The exodus of refugees, sparked by the security forces’ fierce response to a series of Rohingya militant attacks, is the most pressing problem Suu Kyi has faced since becoming leader last year.
Critics have called for her to be stripped of her Nobel peace prize for failing to do more to halt the strife which the UN rights agency said was a “textbook example of ethnic cleansing”.
Aid agencies will have to step up operations “massively” in response to the refugee flow into Bangladesh, a senior UN official said, adding that the $77 million the United Nations had appealed for last week would not be enough.
But a Bangladeshi border force officer said the number of people crossing into his area had fallen sharply, apparently because everyone had left districts most affected by the violence.
Suu Kyi, in her first address to the UN General Assembly as leader in September last year, defended her government’s efforts to resolve the crisis over treatment of the Muslim minority.

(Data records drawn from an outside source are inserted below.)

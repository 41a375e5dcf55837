//! Transaction Module
//!
//! Per-connection MULTI/EXEC/DISCARD queue.
//!
//! ```text
//!  Closed ──MULTI──▶ Open ──EXEC / DISCARD──▶ Closed
//!                    │  ▲
//!                    └──┘ other commands are queued (MULTI is a no-op)
//! ```

use crate::error::{Result, TideError};
use crate::protocol::ParsedCommand;

/// Transaction state
#[derive(Debug, Clone, Copy, PartialEq, Eq)]
pub enum TransactionState {
    Closed,
    Open,
}

/// Command queue owned by a single connection
#[derive(Debug, Default)]
pub struct Transaction {
    /// `None` while closed
    queued: Option<Vec<ParsedCommand>>,
}

impl Transaction {
    pub fn new() -> Self {
        Self::default()
    }

    pub fn state(&self) -> TransactionState {
        match self.queued {
            Some(_) => TransactionState::Open,
            None => TransactionState::Closed,
        }
    }

    pub fn is_open(&self) -> bool {
        self.queued.is_some()
    }

    /// Number of queued commands
    pub fn len(&self) -> usize {
        self.queued.as_ref().map_or(0, Vec::len)
    }

    pub fn is_empty(&self) -> bool {
        self.len() == 0
    }

    /// MULTI: open the transaction; an open one keeps its queue
    pub fn begin(&mut self) {
        if self.queued.is_none() {
            self.queued = Some(Vec::new());
        }
    }

    /// Queue a command for EXEC
    pub fn enqueue(&mut self, command: ParsedCommand) -> Result<()> {
        match self.queued.as_mut() {
            Some(queue) => {
                queue.push(command);
                Ok(())
            }
            None => Err(TideError::Transaction("no transaction is open".to_string())),
        }
    }

    /// EXEC: close the transaction and hand back its queue in FIFO order
    pub fn take(&mut self) -> Result<Vec<ParsedCommand>> {
        self.queued
            .take()
            .ok_or_else(|| TideError::Transaction("EXEC without MULTI".to_string()))
    }

    /// DISCARD: close the transaction, dropping its queue
    pub fn discard(&mut self) -> Result<usize> {
        self.queued
            .take()
            .map(|queue| queue.len())
            .ok_or_else(|| TideError::Transaction("DISCARD without MULTI".to_string()))
    }
}
//! Snapshot Reader Tests
//!
//! Tests for decoding RDB snapshot files and the read-through lookups used
//! by GET, TYPE and KEYS.

use std::fs;

use tempfile::TempDir;
use tidekv::snapshot::{self, SnapshotEntry, SnapshotSource};
use tidekv::store::now_ms;
use tidekv::TideError;

// =============================================================================
// Helper Functions
// =============================================================================

/// Builds snapshot files byte by byte
struct SnapshotBuilder {
    bytes: Vec<u8>,
}

impl SnapshotBuilder {
    fn new() -> Self {
        let mut bytes = b"REDIS0011".to_vec();
        bytes.push(0xFA);
        push_string(&mut bytes, "redis-ver");
        push_string(&mut bytes, "7.2.0");
        bytes.extend([0xFE, 0x00, 0xFB, 0x03, 0x01]);
        Self { bytes }
    }

    fn string(mut self, key: &str, value: &str) -> Self {
        self.bytes.push(0x00);
        push_string(&mut self.bytes, key);
        push_string(&mut self.bytes, value);
        self
    }

    fn string_expiring_ms(mut self, key: &str, value: &str, at_ms: u64) -> Self {
        self.bytes.push(0xFC);
        self.bytes.extend(at_ms.to_le_bytes());
        self.string(key, value)
    }

    fn string_expiring_secs(mut self, key: &str, value: &str, at_secs: u32) -> Self {
        self.bytes.push(0xFD);
        self.bytes.extend(at_secs.to_le_bytes());
        self.string(key, value)
    }

    fn raw(mut self, bytes: &[u8]) -> Self {
        self.bytes.extend_from_slice(bytes);
        self
    }

    fn finish(mut self) -> Vec<u8> {
        self.bytes.push(0xFF);
        self.bytes.extend([0u8; 8]);
        self.bytes
    }
}

fn push_string(out: &mut Vec<u8>, text: &str) {
    assert!(text.len() < 64);
    out.push(text.len() as u8);
    out.extend_from_slice(text.as_bytes());
}

fn write_snapshot(bytes: &[u8]) -> (TempDir, SnapshotSource) {
    let temp_dir = TempDir::new().unwrap();
    let path = temp_dir.path().join("dump.rdb");
    fs::write(&path, bytes).unwrap();
    (temp_dir, SnapshotSource::new(path))
}

// =============================================================================
// Decoding Tests
// =============================================================================

#[test]
fn test_empty_snapshot_has_no_entries() {
    let payload = snapshot::empty_snapshot().unwrap();

    assert_eq!(payload.len(), 88);
    assert_eq!(&payload[..9], b"REDIS0011");
    assert!(snapshot::read_entries(&payload[..]).unwrap().is_empty());
}

#[test]
fn test_read_plain_strings() {
    let bytes = SnapshotBuilder::new()
        .string("foo", "bar")
        .string("baz", "qux")
        .finish();

    let entries = snapshot::read_entries(&bytes[..]).unwrap();
    assert_eq!(
        entries,
        vec![
            SnapshotEntry {
                key: "foo".to_string(),
                value: "bar".to_string(),
                expires_at_ms: 0,
            },
            SnapshotEntry {
                key: "baz".to_string(),
                value: "qux".to_string(),
                expires_at_ms: 0,
            },
        ]
    );
}

#[test]
fn test_read_expiries() {
    let bytes = SnapshotBuilder::new()
        .string_expiring_ms("ms", "1", 1_956_528_000_000)
        .string_expiring_secs("secs", "2", 1_956_528_000)
        .string("plain", "3")
        .finish();

    let entries = snapshot::read_entries(&bytes[..]).unwrap();
    assert_eq!(entries[0].expires_at_ms, 1_956_528_000_000);
    assert_eq!(entries[1].expires_at_ms, 1_956_528_000_000);
    // an expiry applies to the next key only
    assert_eq!(entries[2].expires_at_ms, 0);
}

#[test]
fn test_read_integer_encoded_values() {
    // 0xC0 int8, 0xC1 int16 LE, 0xC2 int32 LE
    let bytes = SnapshotBuilder::new()
        .raw(&[0x00, 0x01, b'a', 0xC0, 0x7B])
        .raw(&[0x00, 0x01, b'b', 0xC1, 0x39, 0x30])
        .raw(&[0x00, 0x01, b'c', 0xC2, 0x87, 0xD6, 0x12, 0x00])
        .finish();

    let values: Vec<String> = snapshot::read_entries(&bytes[..])
        .unwrap()
        .into_iter()
        .map(|entry| entry.value)
        .collect();
    assert_eq!(values, vec!["123", "12345", "1234567"]);
}

#[test]
fn test_read_fourteen_bit_length() {
    let value = "x".repeat(100);
    let mut raw = vec![0x00, 0x01, b'k', 0x40, 100];
    raw.extend_from_slice(value.as_bytes());
    let bytes = SnapshotBuilder::new().raw(&raw).finish();

    let entries = snapshot::read_entries(&bytes[..]).unwrap();
    assert_eq!(entries[0].value, value);
}

#[test]
fn test_bad_magic_is_rejected() {
    let err = snapshot::read_entries(&b"NOTREDIS1\xFF"[..]).unwrap_err();
    assert!(matches!(err, TideError::Snapshot(_)));
}

#[test]
fn test_truncated_snapshot_is_rejected() {
    let mut bytes = SnapshotBuilder::new().string("foo", "bar").finish();
    bytes.truncate(bytes.len() - 12);

    let err = snapshot::read_entries(&bytes[..]).unwrap_err();
    assert!(matches!(err, TideError::Snapshot(_)));
}

#[test]
fn test_unsupported_value_type_is_rejected() {
    // 0x01 is a list
    let bytes = SnapshotBuilder::new().raw(&[0x01, 0x01, b'l']).finish();
    assert!(matches!(
        snapshot::read_entries(&bytes[..]),
        Err(TideError::Snapshot(_))
    ));
}

#[test]
fn test_huge_declared_length_is_rejected() {
    // 0x81: 64-bit big-endian length, far beyond the bytes that follow
    let mut bytes = b"REDIS0011".to_vec();
    bytes.extend([0x00, 0x81]);
    bytes.extend(0x7FFF_FFFF_FFFF_FFFFu64.to_be_bytes());
    bytes.extend_from_slice(b"key");

    assert!(matches!(
        snapshot::read_entries(&bytes[..]),
        Err(TideError::Snapshot(_))
    ));
}

#[test]
fn test_corrupt_file_fails_lookup_without_aborting() {
    let mut bytes = b"REDIS0011".to_vec();
    bytes.extend([0x00, 0x81]);
    bytes.extend(u64::MAX.to_be_bytes());
    let (_temp, source) = write_snapshot(&bytes);

    assert!(matches!(source.lookup("key", now_ms()), Err(TideError::Snapshot(_))));
}

// =============================================================================
// File Lookup Tests
// =============================================================================

#[test]
fn test_missing_file_reads_as_empty() {
    let temp_dir = TempDir::new().unwrap();
    let source = SnapshotSource::new(temp_dir.path().join("absent.rdb"));

    assert_eq!(source.lookup("foo", now_ms()).unwrap(), None);
    assert!(source.keys(now_ms()).unwrap().is_empty());
}

#[test]
fn test_lookup_skips_expired_entries() {
    let bytes = SnapshotBuilder::new()
        .string("fresh", "1")
        .string_expiring_ms("stale", "2", 1_000)
        .finish();
    let (_temp, source) = write_snapshot(&bytes);

    let fresh = source.lookup("fresh", now_ms()).unwrap().unwrap();
    assert_eq!(fresh.value, "1");
    assert_eq!(source.lookup("stale", now_ms()).unwrap(), None);
    assert_eq!(source.keys(now_ms()).unwrap(), vec!["fresh".to_string()]);
}

#[test]
fn test_file_path_joins_dir_and_filename() {
    let config = tidekv::Config::builder()
        .snapshot_dir("/var/lib/tidekv")
        .snapshot_filename("snap.rdb")
        .build();
    assert_eq!(
        snapshot::file_path(&config),
        std::path::PathBuf::from("/var/lib/tidekv/snap.rdb")
    );
}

This year, her office said she would not be attending because of the security threats posed by the insurgents and her efforts to restore stability.
“She is trying to control the security situation, to have internal peace and stability, and to prevent the spread of communal conflict,” Zaw Htay, the spokesman for Suu Kyi’s office, told Reuters.
International pressure has been growing on Buddhist-majority Myanmar to end the violence in the western state of Rakhine that began on Aug. 25 when Rohingya militants attacked about 30 police posts and an army camp.
The raids triggered a sweeping military counter-offensive against the insurgents, described by the government as terrorists. Refugees say the security operation is aimed at pushing Rohingya out of Myanmar.
They, and rights groups, paint a picture of widespread attacks on Rohingya villages in the north of Rakhine State by the security forces and ethnic Rakhine Buddhists, who have torched many Muslim villages.
Authorities have denied that the security forces, or Buddhist civilians, have been setting the fires, and have blamed the insurgents. Nearly 30,000 Buddhist villagers have also been displaced, they say.
The Trump administration has called for protection of civilians, and Bangladesh says all the refugees will have to go home and has called for safe zones in Myanmar.
But China, which competes with the United States for influence in Asia, said on Tuesday it backed Myanmar’s efforts to safeguard “development and stability”.
The UN Security Council is to meet on Wednesday behind closed doors for the second time since the crisis erupted. British UN Ambassador Matthew Rycroft said he hoped there would be a public statement agreed by the council.
However, rights groups denounced the council for not holding a public meeting. Diplomats have said China and Russia would likely object to such a move.